Even though Charles Spurgeon lived about two hundred years after John Bunyan, I think Spurgeon regarded Bunyan as a friend. He said the book he valued most, next to the Bible, was The Pilgrim's Progress. "I believe I have read it through at least a hundred times. It is a volume of which I never seem to tire."
Perhaps one of the reasons Spurgeon resonated with this classic was its realistic portrayal of depression, doubt, and despair. Spurgeon and Bunyan, like their Savior, were men of sorrow, acquainted with grief (Isa. 53:3). When Bunyan went to prison for preaching the gospel, his heart was almost broken "to pieces" for his young blind daughter, "who lay nearer my heart than all I had besides." Spurgeon's depression could be so debilitating that he could "weep by the hour like a child"—and not know why he was weeping. To fight this "causeless depression," he said, was like fighting mist. It was a "shapeless, undefinable, yet all-beclouding hopelessness." It felt, at times, like prison: "The iron bolt which so mysteriously fastens the door of hope and holds our spirits in gloomy prison, needs a heavenly hand to push it back." Spurgeon felt what C. S. Lewis describes after losing his wife, in one of the most honest and painful passages I have ever read. Lewis said that when all is well and life is happy, God seems present and welcoming with open arms.
But go to Him when your need is desperate, when all other help is vain, and what do you find? A door slammed in your face, and a sound of bolting and double bolting on the inside. After that, silence. You may as well turn away. The longer you wait, the more emphatic the silence will become. There are no lights in the windows. It might be an empty house. Was it ever inhabited?. . . Why is He so present a commander in our time of prosperity and so very absent a help in our time of trouble?

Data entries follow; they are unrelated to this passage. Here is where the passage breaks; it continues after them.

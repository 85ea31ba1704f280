//! CLI arguments for a tally run
//!
//! The three positional arguments (input directory, output file, invoice
//! name) mirror the classic invocation; format and log level are optional.

use clap::Parser;
use std::path::PathBuf;
use tracing::level_filters::LevelFilter;

use crate::config::{OutputFormat, ScanConfig};
use crate::error::TallyResult;
use crate::services::{run_scan, ScanSummary};

/// Total receipt PDFs by category using the data in their filenames.
///
/// Every receipt must be named DATE-PAYEE-AMOUNT-DESC-CATEGORY-STORE.pdf,
/// for example 041525-target-29.87-desc-category-store.pdf.
#[derive(Parser, Debug, Clone)]
#[command(name = "receipt-tally", version, about)]
pub struct TallyArgs {
    /// Directory to scan (recursively) for receipt PDFs
    pub input_dir: PathBuf,

    /// File to write the invoice to (overwritten)
    pub output: PathBuf,

    /// Invoice name, printed uppercased as the first line
    pub invoice_name: String,

    /// Output format
    #[arg(long, value_enum, env = "RECEIPT_TALLY_FORMAT", default_value_t = OutputFormat::Text)]
    pub format: OutputFormat,

    /// Log level used when RUST_LOG is not set
    #[arg(long, env = "RECEIPT_TALLY_LOG_LEVEL", default_value_t = LevelFilter::WARN)]
    pub log_level: LevelFilter,
}

impl TallyArgs {
    /// Turn the parsed arguments into a scan config
    pub fn to_config(&self) -> ScanConfig {
        ScanConfig::new(&self.input_dir, &self.output, &self.invoice_name)
            .with_format(self.format)
    }
}

/// Handle a tally run
pub fn handle_tally(args: &TallyArgs) -> TallyResult<ScanSummary> {
    let summary = run_scan(&args.to_config())?;
    println!("Wrote output to {}", summary.output_path.display());
    Ok(summary)
}
//! Custom error types for receipt-tally
//!
//! This module defines the error hierarchy for the application using thiserror
//! for ergonomic error definitions. Every variant is fatal: a scan stops at the
//! first error and no output file is written.

use std::path::PathBuf;

use thiserror::Error;

use crate::models::money::MoneyParseError;

/// The expected receipt filename layout, shown in format errors
pub const EXPECTED_SHAPE: &str = "DATE-PAYEE-AMOUNT-DESC-CATEGORY-STORE";

/// A filename that follows [`EXPECTED_SHAPE`]
pub const EXAMPLE_FILE_NAME: &str = "041525-target-29.87-desc-category-store.pdf";

/// The main error type for receipt-tally operations
#[derive(Error, Debug)]
pub enum TallyError {
    /// A required argument is missing or blank
    #[error("Argument error: {0}")]
    Argument(String),

    /// The input path does not exist or is not a directory
    #[error("{path} directory does not exist")]
    Directory { path: PathBuf },

    /// A receipt filename does not split into six fields
    #[error(
        "Invalid receipt filename '{file_name}': each receipt requires 6 non-empty \
         filename parts split by '-' ({shape}), like:\n{example}",
        shape = EXPECTED_SHAPE,
        example = EXAMPLE_FILE_NAME
    )]
    Format { file_name: String },

    /// The amount field of a receipt is not a decimal number
    #[error("Invalid amount in receipt '{file_name}': {source}")]
    Parse {
        file_name: String,
        #[source]
        source: MoneyParseError,
    },

    /// The report could not be written to disk
    #[error("Failed to write output file {path}: {source}")]
    Write {
        path: PathBuf,
        #[source]
        source: std::io::Error,
    },

    /// File I/O errors while scanning
    #[error("I/O error: {0}")]
    Io(String),

    /// JSON serialization errors
    #[error("JSON error: {0}")]
    Json(String),
}

impl TallyError {
    /// Create a format error for a filename
    pub fn format(file_name: impl Into<String>) -> Self {
        Self::Format {
            file_name: file_name.into(),
        }
    }

    /// Create a directory error for a path
    pub fn directory(path: impl Into<PathBuf>) -> Self {
        Self::Directory { path: path.into() }
    }

    /// Check if this is a filename format error
    pub fn is_format(&self) -> bool {
        matches!(self, Self::Format { .. })
    }

    /// Check if this is an amount parse error
    pub fn is_parse(&self) -> bool {
        matches!(self, Self::Parse { .. })
    }
}

impl From<std::io::Error> for TallyError {
    fn from(err: std::io::Error) -> Self {
        Self::Io(err.to_string())
    }
}

impl From<walkdir::Error> for TallyError {
    fn from(err: walkdir::Error) -> Self {
        Self::Io(err.to_string())
    }
}

impl From<serde_json::Error> for TallyError {
    fn from(err: serde_json::Error) -> Self {
        Self::Json(err.to_string())
    }
}

/// Result type alias for receipt-tally operations
pub type TallyResult<T> = Result<T, TallyError>;
use crate::pipeline::decode::sse_lines;
use crate::{BoxStream, Result};
use bytes::Bytes;
use futures::Stream;
use reqwest::header::HeaderMap;

/// How the response body of a request is delivered.
#[derive(Debug, Clone, Copy, PartialEq, Eq, Default)]
pub enum ResponseMode {
    /// Read the whole body and decode it as JSON.
    #[default]
    Buffered,
    /// Hand the body back as a stream of SSE lines.
    Streaming,
}

impl ResponseMode {
    /// Mode requested by a run body's `stream` flag.
    pub fn from_body(body: &serde_json::Value) -> Self {
        match body.get("stream").and_then(|v| v.as_bool()) {
            Some(true) => ResponseMode::Streaming,
            _ => ResponseMode::Buffered,
        }
    }
}

/// Result of a request: a decoded JSON body or a live stream.
#[derive(Debug)]
pub enum RunResponse {
    Buffered(serde_json::Value),
    Streaming(RunStream),
}

impl RunResponse {
    pub fn into_json(self) -> Option<serde_json::Value> {
        match self {
            RunResponse::Buffered(v) => Some(v),
            RunResponse::Streaming(_) => None,
        }
    }

    pub fn into_stream(self) -> Option<RunStream> {
        match self {
            RunResponse::Buffered(_) => None,
            RunResponse::Streaming(s) => Some(s),
        }
    }
}

/// Body of a streaming run, one SSE line per item, plus response metadata.
pub struct RunStream {
    pub stream: BoxStream<'static, Bytes>,
    /// Value of the `lb-thread-id` response header.
    pub thread_id: Option<String>,
    pub headers: HeaderMap,
}

impl RunStream {
    /// Wrap a stream that already yields one line per item.
    pub fn new<S>(lines: S, thread_id: Option<String>) -> Self
    where
        S: Stream<Item = Result<Bytes>> + Send + 'static,
    {
        Self {
            stream: Box::pin(lines),
            thread_id,
            headers: HeaderMap::new(),
        }
    }

    /// Wrap a raw body stream whose chunks are not aligned to lines.
    pub fn from_body<S>(body: S, thread_id: Option<String>, headers: HeaderMap) -> Self
    where
        S: Stream<Item = Result<Bytes>> + Send + 'static,
    {
        Self {
            stream: sse_lines(body),
            thread_id,
            headers,
        }
    }
}

impl std::fmt::Debug for RunStream {
    fn fmt(&self, f: &mut std::fmt::Formatter<'_>) -> std::fmt::Result {
        f.debug_struct("RunStream")
            .field("thread_id", &self.thread_id)
            .field("headers", &self.headers)
            .finish_non_exhaustive()
    }
}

Some will find that sense of bewildering despair hard to comprehend, perhaps even a bit exaggerated. But for those who have been there, it is all too real.
For those who have felt trapped in Doubting-Castle, guarded by Giant Despair, take heart that the best of Christians have stayed there too. "No temptation has overtaken you that is not common to man" (1 Cor. 10:13). And for those who have never darkened its harrowing doors, "let anyone who thinks that he stands take heed lest he fall" (v. 12).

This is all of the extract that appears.